■ Given records:
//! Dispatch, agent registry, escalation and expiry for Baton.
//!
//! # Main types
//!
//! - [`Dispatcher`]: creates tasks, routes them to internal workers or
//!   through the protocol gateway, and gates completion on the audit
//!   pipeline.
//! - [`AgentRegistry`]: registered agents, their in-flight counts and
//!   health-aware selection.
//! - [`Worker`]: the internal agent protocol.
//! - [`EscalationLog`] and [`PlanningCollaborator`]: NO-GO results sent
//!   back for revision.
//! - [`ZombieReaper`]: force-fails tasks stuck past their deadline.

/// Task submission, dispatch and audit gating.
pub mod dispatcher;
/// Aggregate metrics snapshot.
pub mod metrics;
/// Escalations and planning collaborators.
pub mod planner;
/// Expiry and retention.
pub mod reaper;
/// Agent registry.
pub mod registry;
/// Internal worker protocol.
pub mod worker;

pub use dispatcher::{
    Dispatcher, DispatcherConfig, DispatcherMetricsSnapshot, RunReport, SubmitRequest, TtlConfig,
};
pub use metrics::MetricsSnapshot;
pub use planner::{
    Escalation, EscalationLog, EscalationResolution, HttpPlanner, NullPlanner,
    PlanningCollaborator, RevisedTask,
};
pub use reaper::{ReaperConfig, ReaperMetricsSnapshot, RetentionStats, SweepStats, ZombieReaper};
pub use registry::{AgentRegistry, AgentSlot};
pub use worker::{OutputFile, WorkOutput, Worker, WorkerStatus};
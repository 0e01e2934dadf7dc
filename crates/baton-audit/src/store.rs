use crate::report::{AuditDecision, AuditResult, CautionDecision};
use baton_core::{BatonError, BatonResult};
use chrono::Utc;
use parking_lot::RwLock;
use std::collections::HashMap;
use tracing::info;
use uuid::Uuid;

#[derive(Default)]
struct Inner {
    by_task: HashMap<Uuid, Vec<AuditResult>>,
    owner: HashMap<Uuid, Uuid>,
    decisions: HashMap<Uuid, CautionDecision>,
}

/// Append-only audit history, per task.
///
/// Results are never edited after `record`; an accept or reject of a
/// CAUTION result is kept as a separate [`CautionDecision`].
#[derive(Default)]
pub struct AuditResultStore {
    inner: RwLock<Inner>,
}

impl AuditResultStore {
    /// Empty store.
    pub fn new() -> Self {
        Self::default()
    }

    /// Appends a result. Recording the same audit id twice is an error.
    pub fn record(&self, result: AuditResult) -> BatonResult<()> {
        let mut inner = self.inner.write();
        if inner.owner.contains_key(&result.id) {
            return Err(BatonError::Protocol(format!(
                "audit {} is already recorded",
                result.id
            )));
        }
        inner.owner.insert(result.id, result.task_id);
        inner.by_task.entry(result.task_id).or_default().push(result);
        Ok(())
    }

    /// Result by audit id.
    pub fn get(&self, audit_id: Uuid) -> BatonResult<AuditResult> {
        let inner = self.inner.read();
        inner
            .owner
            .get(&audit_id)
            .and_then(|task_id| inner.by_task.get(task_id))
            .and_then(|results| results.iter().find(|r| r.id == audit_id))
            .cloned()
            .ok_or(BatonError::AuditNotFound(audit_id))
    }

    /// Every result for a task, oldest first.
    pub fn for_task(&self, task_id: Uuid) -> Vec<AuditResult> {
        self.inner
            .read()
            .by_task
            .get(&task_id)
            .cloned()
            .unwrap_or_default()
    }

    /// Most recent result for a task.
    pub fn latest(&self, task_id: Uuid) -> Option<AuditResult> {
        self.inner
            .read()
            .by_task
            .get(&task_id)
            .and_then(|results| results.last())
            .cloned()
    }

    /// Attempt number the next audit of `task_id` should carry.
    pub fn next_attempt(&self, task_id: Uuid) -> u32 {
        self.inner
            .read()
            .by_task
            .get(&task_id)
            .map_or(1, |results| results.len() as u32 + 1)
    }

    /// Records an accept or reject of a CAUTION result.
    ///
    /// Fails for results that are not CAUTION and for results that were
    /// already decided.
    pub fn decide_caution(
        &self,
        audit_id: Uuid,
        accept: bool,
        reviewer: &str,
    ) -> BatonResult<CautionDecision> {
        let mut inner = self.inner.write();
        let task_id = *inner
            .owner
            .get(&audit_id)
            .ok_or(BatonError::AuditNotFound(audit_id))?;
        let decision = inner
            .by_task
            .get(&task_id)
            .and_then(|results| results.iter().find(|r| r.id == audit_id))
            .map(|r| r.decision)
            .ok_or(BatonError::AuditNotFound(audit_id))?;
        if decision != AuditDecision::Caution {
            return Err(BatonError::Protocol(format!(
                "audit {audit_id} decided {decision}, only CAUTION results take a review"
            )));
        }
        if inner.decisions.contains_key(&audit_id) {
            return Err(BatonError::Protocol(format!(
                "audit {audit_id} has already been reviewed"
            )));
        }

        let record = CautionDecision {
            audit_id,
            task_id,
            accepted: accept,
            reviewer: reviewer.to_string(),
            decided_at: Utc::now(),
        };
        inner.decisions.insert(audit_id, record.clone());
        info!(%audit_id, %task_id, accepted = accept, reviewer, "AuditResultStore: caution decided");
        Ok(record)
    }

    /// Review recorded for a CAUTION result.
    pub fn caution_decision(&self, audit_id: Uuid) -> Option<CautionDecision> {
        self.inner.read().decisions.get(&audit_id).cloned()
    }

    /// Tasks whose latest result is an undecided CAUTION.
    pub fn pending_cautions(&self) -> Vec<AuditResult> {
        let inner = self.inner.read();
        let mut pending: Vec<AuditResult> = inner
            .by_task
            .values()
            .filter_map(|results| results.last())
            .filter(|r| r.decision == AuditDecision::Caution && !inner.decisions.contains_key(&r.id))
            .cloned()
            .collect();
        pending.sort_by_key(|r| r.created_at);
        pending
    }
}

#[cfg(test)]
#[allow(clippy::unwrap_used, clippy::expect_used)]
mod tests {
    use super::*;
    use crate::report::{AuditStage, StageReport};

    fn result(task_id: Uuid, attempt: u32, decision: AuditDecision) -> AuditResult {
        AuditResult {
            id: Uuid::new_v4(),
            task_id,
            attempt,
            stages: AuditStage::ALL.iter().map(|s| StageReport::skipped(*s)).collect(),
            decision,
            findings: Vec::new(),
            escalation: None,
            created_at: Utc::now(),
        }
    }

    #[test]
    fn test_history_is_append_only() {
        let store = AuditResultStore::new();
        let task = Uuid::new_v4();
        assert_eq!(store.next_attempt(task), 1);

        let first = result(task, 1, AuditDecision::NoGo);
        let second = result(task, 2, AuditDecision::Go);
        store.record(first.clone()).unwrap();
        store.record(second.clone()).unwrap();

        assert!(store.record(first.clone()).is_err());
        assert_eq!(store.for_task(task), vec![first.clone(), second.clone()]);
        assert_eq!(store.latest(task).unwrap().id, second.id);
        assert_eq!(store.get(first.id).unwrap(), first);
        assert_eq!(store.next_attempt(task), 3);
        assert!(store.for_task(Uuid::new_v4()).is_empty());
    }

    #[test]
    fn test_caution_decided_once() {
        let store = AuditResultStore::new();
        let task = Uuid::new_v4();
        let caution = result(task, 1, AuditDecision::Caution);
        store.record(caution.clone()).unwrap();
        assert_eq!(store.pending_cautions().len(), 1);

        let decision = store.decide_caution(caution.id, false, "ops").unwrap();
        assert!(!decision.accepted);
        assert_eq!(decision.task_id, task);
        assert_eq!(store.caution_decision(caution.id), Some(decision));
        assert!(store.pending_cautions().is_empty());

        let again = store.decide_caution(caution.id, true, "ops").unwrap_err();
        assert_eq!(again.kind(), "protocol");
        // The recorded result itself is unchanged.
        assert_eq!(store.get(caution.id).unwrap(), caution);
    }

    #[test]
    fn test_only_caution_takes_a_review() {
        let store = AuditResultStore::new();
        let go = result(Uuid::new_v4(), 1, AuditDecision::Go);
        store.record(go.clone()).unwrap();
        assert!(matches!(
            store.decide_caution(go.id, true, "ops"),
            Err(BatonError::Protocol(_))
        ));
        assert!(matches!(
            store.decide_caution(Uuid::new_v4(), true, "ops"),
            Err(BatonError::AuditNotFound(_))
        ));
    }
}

■ What the exercise asks:
Search the records for the string "reject", and copy every line that holds it.

■ Answer section:
/// Results are never edited after `record`; an accept or reject of a
    /// Records an accept or reject of a CAUTION result.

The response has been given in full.